A few weeks ago I was on the French/Belgium border and revisited the First World War graves at Tyne Cot.  The name ‘Tyne Cot’ reflects the wry humour of the British soldiers from Newcastle who dubbed a fiercely defended German bunker ‘Tyne Cottages’ as it vaguely resembled the silhouette of the terraced houses of their home city.  The bunker is integrated into the cemetery.  A  poignant War Graves Commission cross now stands over it.

The remains of British and German soldiers are still being found buried beneath the ploughed fields and woodlands of the undulating Flanders landscape.  They are reinterred side by side in the cemetery.  Young men who will never grow old, lying next to each other in the land they fought so bitterly to defend and own - enemies no longer.

I recalled one of the war time experiences that my late father, John Mercer, shared with me when we visited Le Havre in the early Autumn of  2004 to mark the 60th anniversary of the liberation of the port by allied forces.  In September 1944, my father was an artillery spotter in a Bren Carrier which had edged towards the outer suburbs of Le Havre.  The Bren Carrier ventured one hedgerow too far and my father and his four colleagues were captured by a small group of German soldiers, concealed behind the hedge.  As the captives were prodded by their captors towards a subterranean bunker, British artillery reigned down on their position.  My father recalled men in German and British uniforms flinging themselves on top of each other and clinging tightly to one another indiscriminately, as the earth erupted around them.

In the bunker lay horribly wounded German soldiers.

It was the first time my father had met the enemy face to face.  Up until now Germans had been grey anonymous imagined figures of hate, responsible for his father’s death four years previously at the height of the Battle of Britain.  His father, serving as an ARP warden, had been ushering civilians to safety in a municipal air-raid shelter as a striken Heinkel jettisoned its bombs before crashing nearby.  My father’s anger and resentment was piqued when the crew of the Heinkel received the precedence of a burial accompanied by an RAF colour party. This honour had initially been promised to his father, an RAF veteran from 1914-18. Leonard Mercer was buried without honours or ceremony in the graveyard of Crayford parish church.

In the bunker, my father faced an enemy that was no longer imaginary or anonymous.  The German soldiers were young men like him - caught up in a conflict not of their making and fearful for their lives.  Conversations in broken German and English were struck up and a cautious comradeship in adversity, that transcended nationality, began to be established.  The enemy ceased to be faceless figures of hate, the feared others - rather they were revealed as fellow humans, with families, loved ones, stories, hopes and fears.

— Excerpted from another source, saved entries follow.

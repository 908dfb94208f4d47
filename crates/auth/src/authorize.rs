use std::collections::HashSet;

use thiserror::Error;

use forgeerp_core::TenantId;

use crate::{Permission, PrincipalId, TenantMembership};

/// A fully resolved principal for authorization decisions.
///
/// Construction of this object is intentionally decoupled from storage and
/// transport: API/workers can derive memberships from claims and a policy source.
#[derive(Debug, Clone, PartialEq, Eq)]
pub struct Principal {
    pub principal_id: PrincipalId,
    pub active_tenant_id: TenantId,
    pub membership: TenantMembership,
}

#[derive(Debug, Error, Clone, PartialEq, Eq)]
pub enum AuthzError {
    #[error("tenant mismatch")]
    TenantMismatch,

    #[error("forbidden: missing permission '{0}'")]
    Forbidden(String),
}

/// Authorize a principal within its active tenant context.
///
/// - No IO
/// - No panics
/// - No business logic (pure policy check)
pub fn authorize(principal: &Principal, required: &Permission) -> Result<(), AuthzError> {
    if principal.active_tenant_id != principal.membership.tenant_id {
        return Err(AuthzError::TenantMismatch);
    }

    let perms: HashSet<&str> = principal
        .membership
        .permissions
        .iter()
        .map(|p| p.as_str())
        .collect();

    if perms.contains(required.as_str()) {
        Ok(())
    } else {
        Err(AuthzError::Forbidden(required.as_str().to_string()))
    }
}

Such was the rapid rapport which developed, that it was agreed that the German soldiers, largely for the sake of their wounded, would surrender to the five British soldiers they had captured. Fortunes were reversed and my father found himself accompanying the German soldiers, as prisoners, back to British lines. Sad to tell, they were not well treated by the advancing infantry.

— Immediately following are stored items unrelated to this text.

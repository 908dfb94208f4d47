//! Job storage implementations.

use std::collections::HashMap;
use std::sync::{Arc, RwLock};

use chrono::{DateTime, Utc};

use forgeerp_core::TenantId;

use super::types::{DeadLetterEntry, Job, JobId, JobKind, JobStatus};

/// Job store abstraction.
pub trait JobStore: Send + Sync {
    /// Enqueue a new job.
    fn enqueue(&self, job: Job) -> Result<JobId, JobStoreError>;

    /// Get a job by ID.
    fn get(&self, tenant_id: TenantId, job_id: JobId) -> Result<Option<Job>, JobStoreError>;

    /// Update a job.
    fn update(&self, job: &Job) -> Result<(), JobStoreError>;

    /// Claim the next pending job that is ready to execute.
    /// Returns None if no jobs are available.
    fn claim_next(&self, tenant_id: Option<TenantId>) -> Result<Option<Job>, JobStoreError>;

    /// List jobs by status.
    fn list_by_status(
        &self,
        tenant_id: TenantId,
        status: Option<JobStatus>,
        limit: usize,
    ) -> Result<Vec<Job>, JobStoreError>;

    /// List jobs by kind.
    fn list_by_kind(
        &self,
        tenant_id: TenantId,
        kind: &JobKind,
        limit: usize,
    ) -> Result<Vec<Job>, JobStoreError>;

    /// Move a job to the dead-letter queue.
    fn dead_letter(&self, job: Job, reason: String) -> Result<(), JobStoreError>;

    /// List dead-lettered jobs.
    fn list_dead_letters(
        &self,
        tenant_id: TenantId,
        limit: usize,
    ) -> Result<Vec<DeadLetterEntry>, JobStoreError>;

    /// Retry a dead-lettered job (move back to pending).
    fn retry_dead_letter(&self, tenant_id: TenantId, job_id: JobId) -> Result<Job, JobStoreError>;

    /// Delete a dead-lettered job.
    fn delete_dead_letter(&self, tenant_id: TenantId, job_id: JobId) -> Result<(), JobStoreError>;

    /// Get job statistics.
    fn stats(&self, tenant_id: TenantId) -> Result<JobStats, JobStoreError>;
}

/// Job store error.
#[derive(Debug, Clone, thiserror::Error)]
pub enum JobStoreError {
    #[error("job not found: {0}")]
    NotFound(JobId),
    #[error("tenant isolation violation")]
    TenantIsolation,
    #[error("job already exists: {0}")]
    AlreadyExists(JobId),
    #[error("storage error: {0}")]
    Storage(String),
}

/// Job statistics.
#[derive(Debug, Clone, Default, serde::Serialize)]
pub struct JobStats {
    pub pending: usize,
    pub running: usize,
    pub completed: usize,
    pub failed: usize,
    pub dead_lettered: usize,
    pub cancelled: usize,
}

/// In-memory job store for tests/dev.
#[derive(Debug)]
pub struct InMemoryJobStore {
    jobs: RwLock<HashMap<JobId, Job>>,
    dead_letters: RwLock<HashMap<JobId, DeadLetterEntry>>,
}

impl InMemoryJobStore {
    pub fn new() -> Self {
        Self {
            jobs: RwLock::new(HashMap::new()),
            dead_letters: RwLock::new(HashMap::new()),
        }
    }

    pub fn arc() -> Arc<Self> {
        Arc::new(Self::new())
    }
}

impl Default for InMemoryJobStore {
    fn default() -> Self {
        Self::new()
    }
}

impl JobStore for InMemoryJobStore {
    fn enqueue(&self, job: Job) -> Result<JobId, JobStoreError> {
        let mut jobs = self.jobs.write().unwrap();
        if jobs.contains_key(&job.id) {
            return Err(JobStoreError::AlreadyExists(job.id));
        }
        let id = job.id;
        jobs.insert(id, job);
        Ok(id)
    }

    fn get(&self, tenant_id: TenantId, job_id: JobId) -> Result<Option<Job>, JobStoreError> {
        let jobs = self.jobs.read().unwrap();
        match jobs.get(&job_id) {
            Some(job) if job.tenant_id == tenant_id => Ok(Some(job.clone())),
            Some(_) => Err(JobStoreError::TenantIsolation),
            None => Ok(None),
        }
    }

    fn update(&self, job: &Job) -> Result<(), JobStoreError> {
        let mut jobs = self.jobs.write().unwrap();
        if !jobs.contains_key(&job.id) {
            return Err(JobStoreError::NotFound(job.id));
        }
        jobs.insert(job.id, job.clone());
        Ok(())
    }

    fn claim_next(&self, tenant_id: Option<TenantId>) -> Result<Option<Job>, JobStoreError> {
        let mut jobs = self.jobs.write().unwrap();
        let now = Utc::now();

        // Find the oldest ready pending job
        let mut candidates: Vec<_> = jobs
            .values()
            .filter(|j| {
                matches!(j.status, JobStatus::Pending | JobStatus::Failed { .. })
                    && j.is_ready()
                    && tenant_id.map_or(true, |t| j.tenant_id == t)
            })
            .collect();

        // Sort by created_at to ensure FIFO
        candidates.sort_by_key(|j| j.created_at);

        if let Some(job) = candidates.first() {
            let job_id = job.id;
            if let Some(job) = jobs.get_mut(&job_id) {
                job.mark_running();
                return Ok(Some(job.clone()));
            }
        }

        Ok(None)
    }

    fn list_by_status(
        &self,
        tenant_id: TenantId,
        status: Option<JobStatus>,
        limit: usize,
    ) -> Result<Vec<Job>, JobStoreError> {
        let jobs = self.jobs.read().unwrap();
        let mut result: Vec<_> = jobs
            .values()
            .filter(|j| {
                j.tenant_id == tenant_id
                    && status
                        .as_ref()
                        .map_or(true, |s| std::mem::discriminant(&j.status) == std::mem::discriminant(s))
            })
            .cloned()
            .collect();

        result.sort_by_key(|j| j.created_at);
        result.truncate(limit);
        Ok(result)
    }

    fn list_by_kind(
        &self,
        tenant_id: TenantId,
        kind: &JobKind,
        limit: usize,
    ) -> Result<Vec<Job>, JobStoreError> {
        let jobs = self.jobs.read().unwrap();
        let mut result: Vec<_> = jobs
            .values()
            .filter(|j| j.tenant_id == tenant_id && &j.kind == kind)
            .cloned()
            .collect();

        result.sort_by_key(|j| j.created_at);
        result.truncate(limit);
        Ok(result)
    }

    fn dead_letter(&self, mut job: Job, reason: String) -> Result<(), JobStoreError> {
        let mut jobs = self.jobs.write().unwrap();
        let mut dls = self.dead_letters.write().unwrap();

        job.status = JobStatus::DeadLettered {
            error: reason.clone(),
            attempts: job.attempt,
        };
        job.updated_at = Utc::now();

        jobs.remove(&job.id);
        dls.insert(job.id, DeadLetterEntry::new(job, reason));

        Ok(())
    }

    fn list_dead_letters(
        &self,
        tenant_id: TenantId,
        limit: usize,
    ) -> Result<Vec<DeadLetterEntry>, JobStoreError> {
        let dls = self.dead_letters.read().unwrap();
        let mut result: Vec<_> = dls
            .values()
            .filter(|e| e.job.tenant_id == tenant_id)
            .cloned()
            .collect();

        result.sort_by_key(|e| e.dead_lettered_at);
        result.truncate(limit);
        Ok(result)
    }

    fn retry_dead_letter(&self, tenant_id: TenantId, job_id: JobId) -> Result<Job, JobStoreError> {
        let mut jobs = self.jobs.write().unwrap();
        let mut dls = self.dead_letters.write().unwrap();

        let entry = dls
            .remove(&job_id)
            .ok_or(JobStoreError::NotFound(job_id))?;

        if entry.job.tenant_id != tenant_id {
            // Put it back
            dls.insert(job_id, entry);
            return Err(JobStoreError::TenantIsolation);
        }

        let mut job = entry.job;
        job.status = JobStatus::Pending;
        job.attempt = 0;
        job.scheduled_at = None;
        job.updated_at = Utc::now();
        job.history.clear();

        jobs.insert(job.id, job.clone());
        Ok(job)
    }

    fn delete_dead_letter(&self, tenant_id: TenantId, job_id: JobId) -> Result<(), JobStoreError> {
        let mut dls = self.dead_letters.write().unwrap();

        let entry = dls.get(&job_id).ok_or(JobStoreError::NotFound(job_id))?;

        if entry.job.tenant_id != tenant_id {
            return Err(JobStoreError::TenantIsolation);
        }

        dls.remove(&job_id);
        Ok(())
    }

    fn stats(&self, tenant_id: TenantId) -> Result<JobStats, JobStoreError> {
        let jobs = self.jobs.read().unwrap();
        let dls = self.dead_letters.read().unwrap();

        let mut stats = JobStats::default();

        for job in jobs.values() {
            if job.tenant_id != tenant_id {
                continue;
            }
            match &job.status {
                JobStatus::Pending => stats.pending += 1,
                JobStatus::Running => stats.running += 1,
                JobStatus::Completed => stats.completed += 1,
                JobStatus::Failed { .. } => stats.failed += 1,
                JobStatus::DeadLettered { .. } => stats.dead_lettered += 1,
                JobStatus::Cancelled => stats.cancelled += 1,
            }
        }

        for entry in dls.values() {
            if entry.job.tenant_id == tenant_id {
                stats.dead_lettered += 1;
            }
        }

        Ok(stats)
    }
}

impl JobStore for Arc<InMemoryJobStore> {
    fn enqueue(&self, job: Job) -> Result<JobId, JobStoreError> {
        (**self).enqueue(job)
    }

    fn get(&self, tenant_id: TenantId, job_id: JobId) -> Result<Option<Job>, JobStoreError> {
        (**self).get(tenant_id, job_id)
    }

    fn update(&self, job: &Job) -> Result<(), JobStoreError> {
        (**self).update(job)
    }

    fn claim_next(&self, tenant_id: Option<TenantId>) -> Result<Option<Job>, JobStoreError> {
        (**self).claim_next(tenant_id)
    }

    fn list_by_status(
        &self,
        tenant_id: TenantId,
        status: Option<JobStatus>,
        limit: usize,
    ) -> Result<Vec<Job>, JobStoreError> {
        (**self).list_by_status(tenant_id, status, limit)
    }

    fn list_by_kind(
        &self,
        tenant_id: TenantId,
        kind: &JobKind,
        limit: usize,
    ) -> Result<Vec<Job>, JobStoreError> {
        (**self).list_by_kind(tenant_id, kind, limit)
    }

    fn dead_letter(&self, job: Job, reason: String) -> Result<(), JobStoreError> {
        (**self).dead_letter(job, reason)
    }

    fn list_dead_letters(
        &self,
        tenant_id: TenantId,
        limit: usize,
    ) -> Result<Vec<DeadLetterEntry>, JobStoreError> {
        (**self).list_dead_letters(tenant_id, limit)
    }

    fn retry_dead_letter(&self, tenant_id: TenantId, job_id: JobId) -> Result<Job, JobStoreError> {
        (**self).retry_dead_letter(tenant_id, job_id)
    }

    fn delete_dead_letter(&self, tenant_id: TenantId, job_id: JobId) -> Result<(), JobStoreError> {
        (**self).delete_dead_letter(tenant_id, job_id)
    }

    fn stats(&self, tenant_id: TenantId) -> Result<JobStats, JobStoreError> {
        (**self).stats(tenant_id)
    }
}

#[cfg(test)]
mod tests {
    use super::*;

    fn test_tenant() -> TenantId {
        TenantId::new()
    }

    #[test]
    fn enqueue_and_claim() {
        let store = InMemoryJobStore::new();
        let tenant = test_tenant();

        let job = Job::new(tenant, JobKind::custom("test"), serde_json::json!({}));
        let job_id = store.enqueue(job).unwrap();

        let claimed = store.claim_next(Some(tenant)).unwrap().unwrap();
        assert_eq!(claimed.id, job_id);
        assert!(matches!(claimed.status, JobStatus::Running));
        assert_eq!(claimed.attempt, 1);

        // No more jobs
        assert!(store.claim_next(Some(tenant)).unwrap().is_none());
    }

    #[test]
    fn tenant_isolation() {
        let store = InMemoryJobStore::new();
        let tenant1 = test_tenant();
        let tenant2 = test_tenant();

        let job = Job::new(tenant1, JobKind::custom("test"), serde_json::json!({}));
        let job_id = store.enqueue(job).unwrap();

        // Can't get job from wrong tenant
        assert!(matches!(
            store.get(tenant2, job_id),
            Err(JobStoreError::TenantIsolation)
        ));

        // Can't claim job from wrong tenant
        assert!(store.claim_next(Some(tenant2)).unwrap().is_none());
    }

    #[test]
    fn dead_letter_flow() {
        let store = InMemoryJobStore::new();
        let tenant = test_tenant();

        let job = Job::new(tenant, JobKind::custom("test"), serde_json::json!({}));
        let job_id = job.id;
        store.enqueue(job).unwrap();

        let mut claimed = store.claim_next(Some(tenant)).unwrap().unwrap();
        claimed.mark_failed("test error".to_string(), Utc::now());

        store.dead_letter(claimed, "max retries exceeded".to_string()).unwrap();

        // Job is no longer in main queue
        assert!(store.get(tenant, job_id).unwrap().is_none());

        // Job is in DLQ
        let dls = store.list_dead_letters(tenant, 10).unwrap();
        assert_eq!(dls.len(), 1);
        assert_eq!(dls[0].job.id, job_id);

        // Retry the job
        let retried = store.retry_dead_letter(tenant, job_id).unwrap();
        assert!(matches!(retried.status, JobStatus::Pending));

        // DLQ is now empty
        let dls = store.list_dead_letters(tenant, 10).unwrap();
        assert!(dls.is_empty());
    }

    #[test]
    fn stats_tracking() {
        let store = InMemoryJobStore::new();
        let tenant = test_tenant();

        for i in 0..5 {
            let job = Job::new(tenant, JobKind::custom("test"), serde_json::json!({"i": i}));
            store.enqueue(job).unwrap();
        }

        let stats = store.stats(tenant).unwrap();
        assert_eq!(stats.pending, 5);

        store.claim_next(Some(tenant)).unwrap();
        store.claim_next(Some(tenant)).unwrap();

        let stats = store.stats(tenant).unwrap();
        assert_eq!(stats.pending, 3);
        assert_eq!(stats.running, 2);
    }
}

Recognising the humanity of the enemy was a profound step in my father’s journey in becoming a Christian. He came to own the truth and challenge in Jesus teaching:

You have heard that it was said, ‘You shall love your neighbour and hate your enemy.’  But I say to you, Love your enemies and pray for those who persecute you, so that you may be sons of your Father who is in heaven. For he makes his sun rise on the evil and on the good, and sends rain on the just and on the unjust (Matthew 5:43-47).

My father firmly believed that the sacrifice of so many in two world wars was not ultimately in vain. He rejoiced that, over the subsequent seventy years or so, he had seen something of an out working of Isaiah’s prophecy (Isaiah 2.4) - in Europe at least. There had been no conflicts between European nations - with the exception of the Balkan states. Through good will, creative political cooperation, shared economic objectives and mutual democratic accountability, swords had progressively been turned into pruning hooks and spears into ploughshares.

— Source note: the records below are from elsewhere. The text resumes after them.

//! Domain & integration events: envelopes, the bus abstraction, command/event
//! sum-type traits, projections, sagas, and tenant scoping.

pub mod bus;
pub mod command;
pub mod envelope;
pub mod event;
pub mod handler;
pub mod in_memory_bus;
pub mod projection;
pub mod runner;
pub mod saga;
pub mod tenant;

pub use bus::{EventBus, Subscription};
pub use command::Command;
pub use envelope::{EventEnvelope, EventMetadata, TraceContext};
pub use event::Event;
pub use handler::{execute, CommandHandler};
pub use in_memory_bus::{InMemoryBusError, InMemoryEventBus};
pub use projection::Projection;
pub use runner::{ProjectionCursor, ProjectionError, ProjectionRunner};
pub use saga::{Saga, SagaAction};
pub use tenant::TenantScoped;

/// Domain events emitted from business operations (re-exported per-aggregate
/// from each business crate; this module is a documentation anchor only).
pub mod domain {}

/// Integration events meant for external consumers / message brokers.
pub mod integration {}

We now find ourselves facing increasingly uncertain times, where suspicion and demonisation of the other is commonly expressed in political and media discourse. A rise of narrow introspective isolationist nationalism in Europe and the USA  seeks to build on the myth of - and nostalgia for - previously better times that have never existed. Populists assert malign influence by riding the waves of discontent with disingenuous isolationist promises to ‘make us great again’ or to ‘take back control’. We have met their type before and paid a terrible price for their folly.

If our remembrance of those who gave so much for the peace and security of Europe is to mean anything tangible, we must be alert to the signs of our times, lest their sacrifice be squandered through insidious projected fear of the other and ignorance of politics and history. We must not, in the words of the poet John MacCrae, ‘break faith with those who died’.